**DATA FOR PROCESSING**
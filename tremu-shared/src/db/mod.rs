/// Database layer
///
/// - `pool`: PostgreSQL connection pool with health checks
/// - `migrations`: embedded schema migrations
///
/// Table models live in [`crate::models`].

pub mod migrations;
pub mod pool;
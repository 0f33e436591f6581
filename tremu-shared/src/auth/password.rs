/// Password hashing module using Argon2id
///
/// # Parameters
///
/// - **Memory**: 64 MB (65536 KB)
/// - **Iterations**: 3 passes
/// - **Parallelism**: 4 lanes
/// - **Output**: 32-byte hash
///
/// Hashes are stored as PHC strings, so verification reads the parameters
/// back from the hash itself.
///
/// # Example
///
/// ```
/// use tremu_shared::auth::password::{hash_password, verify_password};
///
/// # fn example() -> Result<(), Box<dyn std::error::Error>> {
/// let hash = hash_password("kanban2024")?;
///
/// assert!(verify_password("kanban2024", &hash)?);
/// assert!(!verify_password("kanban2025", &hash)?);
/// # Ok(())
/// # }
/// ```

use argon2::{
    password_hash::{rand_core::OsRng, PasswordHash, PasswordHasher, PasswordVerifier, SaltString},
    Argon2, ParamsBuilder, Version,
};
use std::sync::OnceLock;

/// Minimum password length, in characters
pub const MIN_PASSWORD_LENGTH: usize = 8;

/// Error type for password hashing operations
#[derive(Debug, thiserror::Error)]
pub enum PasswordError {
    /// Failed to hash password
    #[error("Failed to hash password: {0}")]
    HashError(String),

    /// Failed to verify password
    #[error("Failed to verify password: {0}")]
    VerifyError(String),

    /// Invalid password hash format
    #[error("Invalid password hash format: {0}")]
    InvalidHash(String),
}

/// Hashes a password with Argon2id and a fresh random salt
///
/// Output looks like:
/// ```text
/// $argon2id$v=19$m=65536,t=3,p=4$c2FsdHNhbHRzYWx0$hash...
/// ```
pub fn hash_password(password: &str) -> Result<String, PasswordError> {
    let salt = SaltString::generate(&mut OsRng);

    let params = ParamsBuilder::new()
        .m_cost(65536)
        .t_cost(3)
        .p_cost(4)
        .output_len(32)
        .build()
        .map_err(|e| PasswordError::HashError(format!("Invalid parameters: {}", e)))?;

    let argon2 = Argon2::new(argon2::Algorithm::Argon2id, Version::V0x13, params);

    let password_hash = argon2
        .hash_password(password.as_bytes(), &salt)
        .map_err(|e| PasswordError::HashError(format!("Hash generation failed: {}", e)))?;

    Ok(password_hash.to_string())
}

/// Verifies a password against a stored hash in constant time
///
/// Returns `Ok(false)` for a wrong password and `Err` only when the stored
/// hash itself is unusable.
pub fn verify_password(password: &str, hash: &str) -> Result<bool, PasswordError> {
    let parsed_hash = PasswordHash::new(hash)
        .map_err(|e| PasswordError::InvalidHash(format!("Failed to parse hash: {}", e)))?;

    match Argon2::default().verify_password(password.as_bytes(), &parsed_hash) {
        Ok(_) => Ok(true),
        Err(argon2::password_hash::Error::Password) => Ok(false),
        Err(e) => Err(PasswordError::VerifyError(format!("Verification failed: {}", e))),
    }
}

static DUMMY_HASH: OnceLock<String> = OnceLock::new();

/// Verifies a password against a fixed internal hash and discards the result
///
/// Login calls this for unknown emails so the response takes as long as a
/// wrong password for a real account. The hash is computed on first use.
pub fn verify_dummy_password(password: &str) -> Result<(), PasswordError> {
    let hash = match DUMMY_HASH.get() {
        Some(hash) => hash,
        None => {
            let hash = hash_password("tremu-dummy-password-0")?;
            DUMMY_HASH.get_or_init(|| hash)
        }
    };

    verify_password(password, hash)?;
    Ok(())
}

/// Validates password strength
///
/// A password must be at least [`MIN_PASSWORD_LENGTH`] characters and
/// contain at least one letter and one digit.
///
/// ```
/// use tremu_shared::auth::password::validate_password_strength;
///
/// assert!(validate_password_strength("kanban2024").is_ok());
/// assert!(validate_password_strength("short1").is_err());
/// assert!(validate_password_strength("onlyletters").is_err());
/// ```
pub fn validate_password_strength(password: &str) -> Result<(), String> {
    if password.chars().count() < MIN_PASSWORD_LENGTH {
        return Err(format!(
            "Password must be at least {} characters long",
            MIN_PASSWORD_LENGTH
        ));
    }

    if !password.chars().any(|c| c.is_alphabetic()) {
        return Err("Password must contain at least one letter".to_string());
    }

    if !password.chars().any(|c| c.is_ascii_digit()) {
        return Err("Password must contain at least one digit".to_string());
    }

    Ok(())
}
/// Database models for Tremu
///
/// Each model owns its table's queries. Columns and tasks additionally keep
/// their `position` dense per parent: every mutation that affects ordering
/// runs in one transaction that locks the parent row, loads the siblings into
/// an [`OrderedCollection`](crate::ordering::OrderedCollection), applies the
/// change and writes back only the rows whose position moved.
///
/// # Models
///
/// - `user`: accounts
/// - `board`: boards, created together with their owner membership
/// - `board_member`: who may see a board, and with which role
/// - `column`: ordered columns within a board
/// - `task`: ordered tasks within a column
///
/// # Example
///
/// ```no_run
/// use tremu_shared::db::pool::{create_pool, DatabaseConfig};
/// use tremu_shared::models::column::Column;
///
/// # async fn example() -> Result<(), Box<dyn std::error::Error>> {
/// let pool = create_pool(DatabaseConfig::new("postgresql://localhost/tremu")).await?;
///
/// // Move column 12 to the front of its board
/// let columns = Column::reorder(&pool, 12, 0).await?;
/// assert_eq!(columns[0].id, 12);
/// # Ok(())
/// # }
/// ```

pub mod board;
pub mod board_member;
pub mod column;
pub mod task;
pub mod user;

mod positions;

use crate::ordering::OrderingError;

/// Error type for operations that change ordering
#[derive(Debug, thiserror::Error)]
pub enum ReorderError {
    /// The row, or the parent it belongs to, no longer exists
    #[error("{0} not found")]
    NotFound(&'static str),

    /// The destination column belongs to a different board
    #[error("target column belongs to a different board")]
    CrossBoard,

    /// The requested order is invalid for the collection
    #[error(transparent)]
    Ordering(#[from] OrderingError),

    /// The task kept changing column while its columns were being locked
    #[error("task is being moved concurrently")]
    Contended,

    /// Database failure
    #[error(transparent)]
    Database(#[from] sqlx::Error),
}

**PROBLEM TO WORK ON**
Give each line of the records above again, unchanged.

**SOLVED EXERCISE**
filename tremu-shared/src/db/mod.rs
/// Database layer
///
/// - `pool`: PostgreSQL connection pool with health checks
/// - `migrations`: embedded schema migrations
///
/// Table models live in [`crate::models`].

pub mod migrations;
pub mod pool;
repository 0f33e436591f6581
filename tremu-shared/src/auth/password.rs
/// Password hashing module using Argon2id
///
/// # Parameters
///
/// - **Memory**: 64 MB (65536 KB)
/// - **Iterations**: 3 passes
/// - **Parallelism**: 4 lanes
/// - **Output**: 32-byte hash
///
/// Hashes are stored as PHC strings, so verification reads the parameters
/// back from the hash itself.
///
/// # Example
///
/// ```
/// use tremu_shared::auth::password::{hash_password, verify_password};
///
/// # fn example() -> Result<(), Box<dyn std::error::Error>> {
/// let hash = hash_password("kanban2024")?;
///
/// assert!(verify_password("kanban2024", &hash)?);
/// assert!(!verify_password("kanban2025", &hash)?);
/// # Ok(())
/// # }
/// ```

use argon2::{
    password_hash::{rand_core::OsRng, PasswordHash, PasswordHasher, PasswordVerifier, SaltString},
    Argon2, ParamsBuilder, Version,
};
use std::sync::OnceLock;

/// Minimum password length, in characters
pub const MIN_PASSWORD_LENGTH: usize = 8;

/// Error type for password hashing operations
#[derive(Debug, thiserror::Error)]
pub enum PasswordError {
    /// Failed to hash password
    #[error("Failed to hash password: {0}")]
    HashError(String),

    /// Failed to verify password
    #[error("Failed to verify password: {0}")]
    VerifyError(String),

    /// Invalid password hash format
    #[error("Invalid password hash format: {0}")]
    InvalidHash(String),
}

/// Hashes a password with Argon2id and a fresh random salt
///
/// Output looks like:
/// ```text
/// $argon2id$v=19$m=65536,t=3,p=4$c2FsdHNhbHRzYWx0$hash...
/// ```
pub fn hash_password(password: &str) -> Result<String, PasswordError> {
    let salt = SaltString::generate(&mut OsRng);

    let params = ParamsBuilder::new()
        .m_cost(65536)
        .t_cost(3)
        .p_cost(4)
        .output_len(32)
        .build()
        .map_err(|e| PasswordError::HashError(format!("Invalid parameters: {}", e)))?;

    let argon2 = Argon2::new(argon2::Algorithm::Argon2id, Version::V0x13, params);

    let password_hash = argon2
        .hash_password(password.as_bytes(), &salt)
        .map_err(|e| PasswordError::HashError(format!("Hash generation failed: {}", e)))?;

    Ok(password_hash.to_string())
}

/// Verifies a password against a stored hash in constant time
///
/// Returns `Ok(false)` for a wrong password and `Err` only when the stored
/// hash itself is unusable.
pub fn verify_password(password: &str, hash: &str) -> Result<bool, PasswordError> {
    let parsed_hash = PasswordHash::new(hash)
        .map_err(|e| PasswordError::InvalidHash(format!("Failed to parse hash: {}", e)))?;

    match Argon2::default().verify_password(password.as_bytes(), &parsed_hash) {
        Ok(_) => Ok(true),
        Err(argon2::password_hash::Error::Password) => Ok(false),
        Err(e) => Err(PasswordError::VerifyError(format!("Verification failed: {}", e))),
    }
}

static DUMMY_HASH: OnceLock<String> = OnceLock::new();

/// Verifies a password against a fixed internal hash and discards the result
///
/// Login calls this for unknown emails so the response takes as long as a
/// wrong password for a real account. The hash is computed on first use.
pub fn verify_dummy_password(password: &str) -> Result<(), PasswordError> {
    let hash = match DUMMY_HASH.get() {
        Some(hash) => hash,
        None => {
            let hash = hash_password("tremu-dummy-password-0")?;
            DUMMY_HASH.get_or_init(|| hash)
        }
    };

    verify_password(password, hash)?;
    Ok(())
}

/// Validates password strength
///
/// A password must be at least [`MIN_PASSWORD_LENGTH`] characters and
/// contain at least one letter and one digit.
///
/// ```
/// use tremu_shared::auth::password::validate_password_strength;
///
/// assert!(validate_password_strength("kanban2024").is_ok());
/// assert!(validate_password_strength("short1").is_err());
/// assert!(validate_password_strength("onlyletters").is_err());
/// ```
pub fn validate_password_strength(password: &str) -> Result<(), String> {
    if password.chars().count() < MIN_PASSWORD_LENGTH {
        return Err(format!(
            "Password must be at least {} characters long",
            MIN_PASSWORD_LENGTH
        ));
    }

    if !password.chars().any(|c| c.is_alphabetic()) {
        return Err("Password must contain at least one letter".to_string());
    }

    if !password.chars().any(|c| c.is_ascii_digit()) {
        return Err("Password must contain at least one digit".to_string());
    }

    Ok(())
}
/// Database models for Tremu
///
/// Each model owns its table's queries. Columns and tasks additionally keep
/// their `position` dense per parent: every mutation that affects ordering
/// runs in one transaction that locks the parent row, loads the siblings into
/// an [`OrderedCollection`](crate::ordering::OrderedCollection), applies the
/// change and writes back only the rows whose position moved.
///
/// # Models
///
/// - `user`: accounts
/// - `board`: boards, created together with their owner membership
/// - `board_member`: who may see a board, and with which role
/// - `column`: ordered columns within a board
/// - `task`: ordered tasks within a column
///
/// # Example
///
/// ```no_run
/// use tremu_shared::db::pool::{create_pool, DatabaseConfig};
/// use tremu_shared::models::column::Column;
///
/// # async fn example() -> Result<(), Box<dyn std::error::Error>> {
/// let pool = create_pool(DatabaseConfig::new("postgresql://localhost/tremu")).await?;
///
/// // Move column 12 to the front of its board
/// let columns = Column::reorder(&pool, 12, 0).await?;
/// assert_eq!(columns[0].id, 12);
/// # Ok(())
/// # }
/// ```

pub mod board;
pub mod board_member;
pub mod column;
pub mod task;
pub mod user;

mod positions;

use crate::ordering::OrderingError;

/// Error type for operations that change ordering
#[derive(Debug, thiserror::Error)]
pub enum ReorderError {
    /// The row, or the parent it belongs to, no longer exists
    #[error("{0} not found")]
    NotFound(&'static str),

    /// The destination column belongs to a different board
    #[error("target column belongs to a different board")]
    CrossBoard,

    /// The requested order is invalid for the collection
    #[error(transparent)]
    Ordering(#[from] OrderingError),

    /// The task kept changing column while its columns were being locked
    #[error("task is being moved concurrently")]
    Contended,

    /// Database failure
    #[error(transparent)]
    Database(#[from] sqlx::Error),
}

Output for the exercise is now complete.